Il y a eu la comparaison des magistrats avec les petits pois. Durs à avaler en ce qui me concerne puisqu’aucune réaction publique de la haute hiérarchie judiciaire ne s’est faite par ailleurs entendre
Il y a eu la surprenante gestion du dossier Clearstream avec la recherche éperdue d’une qualification à l’encontre de Dominique de Villepin et, heureusement, la relaxe renouvelée de celui-ci.
Il y a eu le cri du cœur du président de la République disant aimer aussi peu les diplomates que les magistrats avec tout de même un faible ostensiblement exprimé pour quelques-uns de ces derniers, dont Philippe Courroye.

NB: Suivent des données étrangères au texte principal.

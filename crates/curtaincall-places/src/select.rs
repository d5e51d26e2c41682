//! Bounded, in-order selection of verified items.

use std::future::Future;

use futures::stream::{self, StreamExt};

/// Pull items in order, keeping those for which `verify` resolves `true`,
/// until `limit` are kept or the input runs out.
///
/// Verification is lazy: once `limit` items are accepted no further item is
/// verified, so later items that would have passed are never checked.
pub async fn take_verified<T, F, Fut>(ranked: Vec<T>, limit: usize, verify: F) -> Vec<T>
where
    F: FnMut(&T) -> Fut,
    Fut: Future<Output = bool>,
{
    stream::iter(ranked)
        .filter(verify)
        .take(limit)
        .collect()
        .await
}
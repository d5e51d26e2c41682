//! Allow/deny list classification of candidate names.

use curtaincall_core::ListConfig;

/// Result of matching a display name against the operator lists.
#[derive(Debug, Clone, Copy, PartialEq, Eq, Default)]
pub struct Classification {
    pub blacklisted: bool,
    pub whitelisted: bool,
}

impl Classification {
    /// Promotion requires a whitelist hit and no blacklist hit.
    #[must_use]
    pub fn is_promoted(self) -> bool {
        self.whitelisted && !self.blacklisted
    }
}

/// Case-insensitive substring match of `name` against both lists.
#[must_use]
pub fn classify(name: &str, lists: &ListConfig) -> Classification {
    let name = name.to_lowercase();
    let matches_any = |terms: &[String]| terms.iter().any(|term| name.contains(term.as_str()));

    Classification {
        blacklisted: matches_any(lists.blacklist()),
        whitelisted: matches_any(lists.whitelist()),
    }
}
use thiserror::Error;

/// Errors produced by the places provider adapter and request construction.
///
/// None of these escape [`crate::curate`]: provider failures degrade to an
/// empty or partial result there.
#[derive(Debug, Error)]
pub enum PlacesError {
    /// Network or TLS failure, timeout, or non-2xx HTTP status.
    #[error("HTTP error: {0}")]
    Http(#[from] reqwest::Error),

    /// The response body could not be deserialized into the expected type.
    #[error("JSON deserialization error for {context}: {source}")]
    Deserialize {
        context: String,
        #[source]
        source: serde_json::Error,
    },

    /// The provider answered with a non-success `status` field.
    #[error("places API returned status {status}: {}", message.as_deref().unwrap_or("no message"))]
    ApiStatus {
        status: String,
        message: Option<String>,
    },

    /// The detail response carried no opening-hours block for the place.
    #[error("no opening hours published for place {place_id}")]
    MissingOpeningHours { place_id: String },

    /// An opening-hours period could not be interpreted.
    #[error("malformed opening hours for place {place_id}: {reason}")]
    MalformedHours { place_id: String, reason: String },

    #[error("invalid base URL '{url}': {reason}")]
    InvalidBaseUrl { url: String, reason: String },

    #[error("invalid curation request: {0}")]
    InvalidRequest(String),
}
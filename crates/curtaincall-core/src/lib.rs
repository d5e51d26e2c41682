//! Shared configuration and show-timing types for curtaincall.
//!
//! Holds the environment-driven [`AppConfig`], the theatre configuration file
//! (location, search radii, recommendation categories, allow/deny lists) and
//! the per-performance show file from which availability checkpoints are
//! derived.

pub mod app_config;
pub mod config;
pub mod show;
pub mod theatre;

pub use app_config::{AppConfig, Environment};
pub use config::{load_app_config, load_app_config_from_env};
pub use show::{load_show, parse_local_datetime, parse_show, Phase, ShowInfo};
pub use theatre::{
    load_theatre_config, parse_theatre_config, BusinessCategories, Category, Coordinate,
    ListConfig, RadiusConfig, Theatre, TheatreConfig, DEFAULT_WHITELIST_RADIUS_METERS,
};

use thiserror::Error;

#[derive(Debug, Error)]
pub enum ConfigError {
    #[error("missing required environment variable: {0}")]
    MissingEnvVar(String),

    #[error("invalid value for {var}: {reason}")]
    InvalidEnvVar { var: String, reason: String },

    #[error("failed to read {path}: {source}")]
    FileIo {
        path: String,
        #[source]
        source: std::io::Error,
    },

    #[error("failed to parse theatre config: {0}")]
    TheatreParse(#[from] serde_yaml::Error),

    #[error("failed to parse show file: {0}")]
    ShowParse(#[from] serde_json::Error),

    #[error("config validation failed: {0}")]
    Validation(String),
}
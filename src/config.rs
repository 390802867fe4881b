//! Analyzer configuration and the fixed scoring constants.

use serde::{Deserialize, Serialize};

use crate::error::{ConfigError, ConfigResult};
use crate::lexicon::{LexiconSpec, MatchMode};
use crate::style::StyleProfile;

// ---------------------------------------------------------------------------
// Hyperparameters
// ---------------------------------------------------------------------------

pub(crate) struct Hyperparameters {
    pub max_input_chars: usize,
    pub density_basis: f64,
    pub theme_hits_per_word: f64,
    pub theme_threshold: f64,
    pub theme_example_terms: usize,
    pub style_avg_words: f64,
    pub style_short_ratio: f64,
    pub style_short_words: usize,
    pub style_metaphor_saturation: f64,
    pub style_metaphor_floor: f64,
    pub style_acceptance: f64,
    pub min_voice_score: f64,
    pub min_theme_count: usize,
    pub viral_emotional_high: f64,
    pub viral_trigger_high: usize,
    pub viral_emotional_medium: f64,
    pub top_words_limit: usize,
    pub top_word_min_chars: usize,
    pub hook_sentences: usize,
    pub hook_min_chars: usize,
}

pub(crate) static HP: Hyperparameters = Hyperparameters {
    max_input_chars: 5000,
    density_basis: 100.0,
    theme_hits_per_word: 0.01,
    theme_threshold: 0.3,
    theme_example_terms: 3,
    style_avg_words: 8.5,
    style_short_ratio: 0.62,
    style_short_words: 8,
    style_metaphor_saturation: 10.0,
    style_metaphor_floor: 2.0,
    style_acceptance: 0.7,
    min_voice_score: 0.7,
    min_theme_count: 2,
    viral_emotional_high: 5.0,
    viral_trigger_high: 3,
    viral_emotional_medium: 2.0,
    top_words_limit: 20,
    top_word_min_chars: 4,
    hook_sentences: 3,
    hook_min_chars: 21,
};

// ---------------------------------------------------------------------------
// Analyzer configuration
// ---------------------------------------------------------------------------

/// Everything an [`crate::Analyzer`] can be tuned with.
///
/// Every field has a default, so a JSON file only needs the keys it changes.
#[derive(Debug, Clone, PartialEq, Serialize, Deserialize)]
#[serde(default, deny_unknown_fields)]
pub struct AnalyzerConfig {
    /// Longer input is truncated to this many characters before scoring.
    pub max_input_chars: usize,
    /// Forces one match mode onto every lexicon when set.
    pub match_mode: Option<MatchMode>,
    pub style: StyleProfile,
    pub theme_threshold: f64,
    pub min_voice_score: f64,
    pub min_theme_count: usize,
    /// Replaces the reference lexicon of the same name, or adds a new
    /// density table when the name is not a reference one.
    pub lexicons: Vec<LexiconSpec>,
}

impl Default for AnalyzerConfig {
    fn default() -> Self {
        Self {
            max_input_chars: HP.max_input_chars,
            match_mode: None,
            style: StyleProfile::default(),
            theme_threshold: HP.theme_threshold,
            min_voice_score: HP.min_voice_score,
            min_theme_count: HP.min_theme_count,
            lexicons: Vec::new(),
        }
    }
}

impl AnalyzerConfig {
    pub fn from_json(json: &str) -> ConfigResult<Self> {
        let config: AnalyzerConfig = serde_json::from_str(json)?;
        config.validate()?;
        Ok(config)
    }

    /// Checks the scalar settings. Lexicons are checked when they are built.
    pub fn validate(&self) -> ConfigResult<()> {
        if self.max_input_chars == 0 {
            return Err(ConfigError::ZeroInputCap);
        }
        check_unit("theme_threshold", self.theme_threshold)?;
        check_unit("min_voice_score", self.min_voice_score)?;
        self.style.validate()?;

        let mut seen: Vec<&str> = Vec::new();
        for spec in &self.lexicons {
            let name = spec.name.trim();
            if seen.contains(&name) {
                return Err(ConfigError::DuplicateLexicon(name.to_string()));
            }
            seen.push(name);
        }
        Ok(())
    }
}

pub(crate) fn check_unit(field: &'static str, value: f64) -> ConfigResult<()> {
    if value.is_finite() && (0.0..=1.0).contains(&value) {
        Ok(())
    } else {
        Err(ConfigError::InvalidThreshold { field, value })
    }
}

 Il y a eu les écoutes clandestines Bettencourt nous faisant entrer, effarés, dans le monde des privilèges et des transgressions, le pire pour un magistrat se trouvant être le comportement de Patrick Ouart rompant sans scrupule, à cause de ses démarches occultes, l’égalité des justiciables devant la loi.

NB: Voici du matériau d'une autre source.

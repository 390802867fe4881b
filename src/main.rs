use std::io::Read;
use std::path::PathBuf;

use clap::{Parser, ValueEnum};
use content_scorer::{AnalysisResult, Analyzer, AnalyzerConfig, MatchMode};
use tracing_subscriber::EnvFilter;

#[derive(Parser)]
#[command(
    name = "content-scorer",
    about = "Score prose for keyword density, voice match and themes",
    version
)]
struct Cli {
    /// File paths to analyze (reads stdin if none provided)
    files: Vec<String>,

    /// JSON configuration file
    #[arg(long)]
    config: Option<PathBuf>,

    /// Force one term matching mode onto every lexicon
    #[arg(long, value_enum)]
    match_mode: Option<ModeArg>,

    /// Exit with status 1 when any input fails the publishing gate
    #[arg(long)]
    check: bool,

    /// Log debug output to stderr
    #[arg(short, long)]
    verbose: bool,
}

#[derive(Clone, Copy, ValueEnum)]
enum ModeArg {
    Loose,
    WholeWord,
}

impl From<ModeArg> for MatchMode {
    fn from(arg: ModeArg) -> Self {
        match arg {
            ModeArg::Loose => MatchMode::Loose,
            ModeArg::WholeWord => MatchMode::WholeWord,
        }
    }
}

fn fail(message: String) -> ! {
    eprintln!("{message}");
    std::process::exit(1);
}

fn load_analyzer(cli: &Cli) -> Analyzer {
    let mut config = match &cli.config {
        Some(path) => {
            let json = std::fs::read_to_string(path).unwrap_or_else(|e| {
                fail(format!("Error reading {}: {e}", path.display()));
            });
            AnalyzerConfig::from_json(&json).unwrap_or_else(|e| {
                fail(format!("Error in {}: {e}", path.display()));
            })
        }
        None => AnalyzerConfig::default(),
    };
    if let Some(mode) = cli.match_mode {
        config.match_mode = Some(mode.into());
    }
    Analyzer::new(config).unwrap_or_else(|e| fail(format!("Invalid configuration: {e}")))
}

fn report(analyzer: &Analyzer, source: &str, result: &AnalysisResult, check: bool) -> bool {
    match serde_json::to_string_pretty(result) {
        Ok(json) => println!("{json}"),
        Err(e) => fail(format!("Error serializing result for {source}: {e}")),
    }
    if !check {
        return true;
    }
    let validation = analyzer.validate(result);
    for issue in &validation.issues {
        eprintln!("{source}: {issue}");
    }
    validation.passed
}

fn main() {
    let cli = Cli::parse();

    let filter = if cli.verbose {
        EnvFilter::new("debug")
    } else {
        EnvFilter::try_from_default_env().unwrap_or_else(|_| EnvFilter::new("warn"))
    };
    tracing_subscriber::fmt()
        .with_env_filter(filter)
        .with_writer(std::io::stderr)
        .init();

    let analyzer = load_analyzer(&cli);
    let mut all_passed = true;

    if cli.files.is_empty() {
        let mut input = Vec::new();
        if let Err(e) = std::io::stdin().read_to_end(&mut input) {
            fail(format!("Failed to read stdin: {e}"));
        }
        let result = analyzer
            .analyze_bytes(&input)
            .unwrap_or_else(|e| fail(format!("stdin: {e}")));
        all_passed &= report(&analyzer, "stdin", &result, cli.check);
    } else {
        for path in &cli.files {
            let bytes = std::fs::read(path).unwrap_or_else(|e| {
                fail(format!("Error reading {path}: {e}"));
            });
            let result = analyzer
                .analyze_bytes(&bytes)
                .unwrap_or_else(|e| fail(format!("{path}: {e}")));
            all_passed &= report(&analyzer, path, &result, cli.check);
        }
    }

    if !all_passed {
        std::process::exit(1);
    }
}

 Il y a eu les enquêtes menées à Nanterre, dans les dossiers Wœrth-Bettencourt, sous la seule autorité du procureur Courroye laissé totalement libre entre un procureur général à ses ordres et un ministère de la Justice dans les mains exclusives de l’Elysée. Depuis quelques mois, la sérénité judiciaire est revenue grâce aux juges d’instruction de Bordeaux mais il a fallu attendre trop longtemps ce changement de climat.

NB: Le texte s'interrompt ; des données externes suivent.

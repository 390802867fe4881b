use content_scorer::lexicon::{self, Lexicon, MatchMode, Theme};
use content_scorer::{analyze, density, style, theme, Analyzer, AnalyzerConfig, ViralPotential};

#[test]
fn combat_scenario_counts_metaphors() {
    let text = "The battle was won. He stood firm. Victory is ours.";
    let result = analyze(text);
    assert_eq!(result.word_count, 10);
    assert_eq!(result.sentence_count, 3);
    assert!(
        result.voice.measured.metaphor_hits >= 2,
        "Expected at least 2 metaphor hits, got {}",
        result.voice.measured.metaphor_hits
    );
    assert!((result.voice.measured.metaphor_density - 20.0).abs() < 1e-9);
}

#[test]
fn empty_input_is_degenerate_not_an_error() {
    let result = analyze("");
    assert_eq!(result.word_count, 0);
    assert_eq!(result.voice.score, 0.0);
    assert!(result
        .densities
        .iter()
        .all(|d| d.aggregate_density == 0.0 && d.categories.iter().all(|c| c.density == 0.0)));
    assert!(result.themes.primary.is_empty());
    assert_eq!(result.summary.suggestions[0], content_scorer::INSUFFICIENT_CONTENT);
    assert_eq!(result.signals.viral_potential, ViralPotential::Low);
}

#[test]
fn empty_classify_suggests_every_category() {
    let report = theme::classify("", lexicon::themes());
    assert!(report.scores.iter().all(|s| s.score == 0.0));
    assert!(report.primary.is_empty());
    for category in lexicon::themes().categories() {
        assert!(
            report
                .suggestions
                .iter()
                .any(|s| s.contains(category.label())),
            "No suggestion for {}",
            category.label()
        );
    }
}

#[test]
fn single_word_never_divides_by_zero() {
    let lex = Lexicon::new("grace", MatchMode::Loose, [("grace", vec!["grace"])]).unwrap();
    assert_eq!(density::score("Grace.", &lex).density_of("grace"), 100.0);
    assert_eq!(density::score("Hope.", &lex).density_of("grace"), 0.0);

    let result = analyze("Grace.");
    assert_eq!(result.word_count, 1);
    assert!((0.0..=1.0).contains(&result.voice.score));
}

#[test]
fn densities_are_never_negative() {
    let texts = [
        "",
        "...",
        "Broken and lost, he fought the battle alone.",
        "Click here to join and unlock the secret blueprint today!",
    ];
    for text in texts {
        let result = analyze(text);
        for table in &result.densities {
            assert!(table.aggregate_density >= 0.0, "{text}: {}", table.lexicon);
            assert!(table.categories.iter().all(|c| c.density >= 0.0));
        }
    }
}

#[test]
fn theme_scores_are_capped() {
    let text = "victory victory victory triumph triumph conquer";
    let report = theme::classify(text, lexicon::themes());
    assert!(report.scores.iter().all(|s| s.score <= 1.0));
    assert_eq!(report.score_of(Theme::Victory.label()), 1.0);
}

#[test]
fn analysis_is_idempotent() {
    let text = "Your father was absent. The church burned you out. \
                But grace is a second chance. Stand firm, warrior.";
    assert_eq!(analyze(text), analyze(text));
}

#[test]
fn exact_target_profile_scores_at_least_two_thirds() {
    let short = "One two three four five six seven.";
    let long = "One two three four five six seven eight nine ten eleven.";
    let mut parts: Vec<&str> = vec![short; 31];
    parts.extend(vec![long; 18]);
    parts.push("One two three four five six seven eight nine ten.");
    let text = parts.join(" ");

    let report = style::match_style(&text, &style::StyleProfile::default()).unwrap();
    assert!((report.components.words - 1.0).abs() < 1e-9);
    assert!((report.components.ratio - 1.0).abs() < 1e-9);
    assert!(report.score >= 2.0 / 3.0 - 1e-9);
}

#[test]
fn emotional_trigger_text_rates_high() {
    let text = "I felt broken and lost. My father was absent and never there. \
                Shame and fear kept me stuck. The church felt fake. \
                Then grace and mercy gave me a second chance.";
    let result = analyze(text);
    assert_eq!(result.signals.viral_potential, ViralPotential::High);

    let triggers = result.density(lexicon::TRIGGERS).unwrap();
    let found: Vec<&str> = triggers.found().map(|c| c.label.as_str()).collect();
    assert!(found.contains(&"father_wound"));
    assert!(found.contains(&"church_hurt"));
    assert!(found.contains(&"grace"));
}

#[test]
fn many_trigger_terms_in_long_text_rate_high() {
    let mut text = vec!["filler"; 195].join(" ");
    text.push_str(" father divorce porn pastor forgiven.");
    let result = analyze(&text);
    assert_eq!(result.word_count, 200);
    assert_eq!(result.signals.viral_potential, ViralPotential::High);

    let triggers = result.density(lexicon::TRIGGERS).unwrap();
    assert_eq!(
        triggers.matched_terms(),
        vec!["father", "divorce", "porn", "pastor", "forgiven"]
    );
}

#[test]
fn pipeline_validation_flags_weak_content() {
    let text = "The quarterly report covers revenue figures across several regional offices \
                and summarizes the operational adjustments made during the previous period.";
    let result = analyze(text);
    let validation = Analyzer::default().validate(&result);
    assert!(!validation.passed);
    assert!(validation
        .issues
        .iter()
        .any(|i| i.contains("at least 2 core themes")));
}

#[test]
fn pipeline_validation_passes_strong_content() {
    let text = "Stand firm. Fight the battle. Resist the enemy. \
                You are chosen. You are royal. You belong. \
                Victory is yours. Overcome. Prevail. Triumph.";
    let result = analyze(text);
    let validation = result.validate(0.0, 2);
    assert!(validation.passed, "issues: {:?}", validation.issues);
}

#[test]
fn config_file_shape_loads() {
    let json = r#"{
        "max_input_chars": 2000,
        "match_mode": "whole_word",
        "theme_threshold": 0.25,
        "style": {"avg_words_per_sentence": 10.0, "short_sentence_ratio": 0.5},
        "lexicons": [
            {"name": "combat_metaphors", "categories": [
                {"label": "combat_metaphors", "terms": ["war", "battle"]}
            ]}
        ]
    }"#;
    let config = AnalyzerConfig::from_json(json).unwrap();
    let analyzer = Analyzer::new(config).unwrap();
    let result = analyzer.analyze("An award-winning battle.");
    assert_eq!(result.voice.measured.metaphor_hits, 1);
}

#[test]
fn json_output_is_valid() {
    let text = "Broken, lost and alone. Shame and fear. Grace wins the battle!";
    let result = analyze(text);
    let json = serde_json::to_string_pretty(&result).unwrap();
    let parsed: serde_json::Value = serde_json::from_str(&json).unwrap();
    assert!(parsed.get("word_count").is_some());
    assert!(parsed.get("densities").is_some());
    assert!(parsed.get("voice").is_some());
    assert!(parsed.get("themes").is_some());
    assert!(parsed.get("signals").is_some());
    assert!(parsed.get("summary").is_some());
    assert_eq!(parsed["signals"]["viral_potential"], "HIGH");
    assert_eq!(parsed["signals"]["angles"][0], "Generic spiritual content");
    assert!(parsed["densities"][0]["categories"][0]["matched_terms"].is_array());
}

#[test]
fn scoring_runs_concurrently() {
    let analyzer = std::sync::Arc::new(Analyzer::default());
    let text = "Stand firm in the battle. Grace wins.";
    let expected = analyzer.analyze(text);
    let handles: Vec<_> = (0..4)
        .map(|_| {
            let analyzer = analyzer.clone();
            std::thread::spawn(move || analyzer.analyze(text))
        })
        .collect();
    for handle in handles {
        assert_eq!(handle.join().unwrap(), expected);
    }
}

Il est évident que dans n’importe quel autre tribunal, un contentieux aussi virulent et intime entre un procureur et une présidente de tribunal correctionnel n’aurait pas été toléré et le dessaisissement aurait été immédiatement ordonné. Mais le pouvoir avait besoin de Courroye à Nanterre et d’Ingall-Montagnier à Versailles. J’espère qu’on ne nommera pas à Bordeaux un procureur général seulement pour brouiller les cartes d’une justice qui pour l’instant fonctionne trop bien.
 Il y a eu les réquisitions tendant à une relaxe générale dans le procès dit des emplois fictifs à Paris. Les débats ne leur ayant servi à rien, on a entendu deux procureurs répéter mécaniquement leur leçon écrite et rendre la justice, au niveau du parquet, passablement ridicule.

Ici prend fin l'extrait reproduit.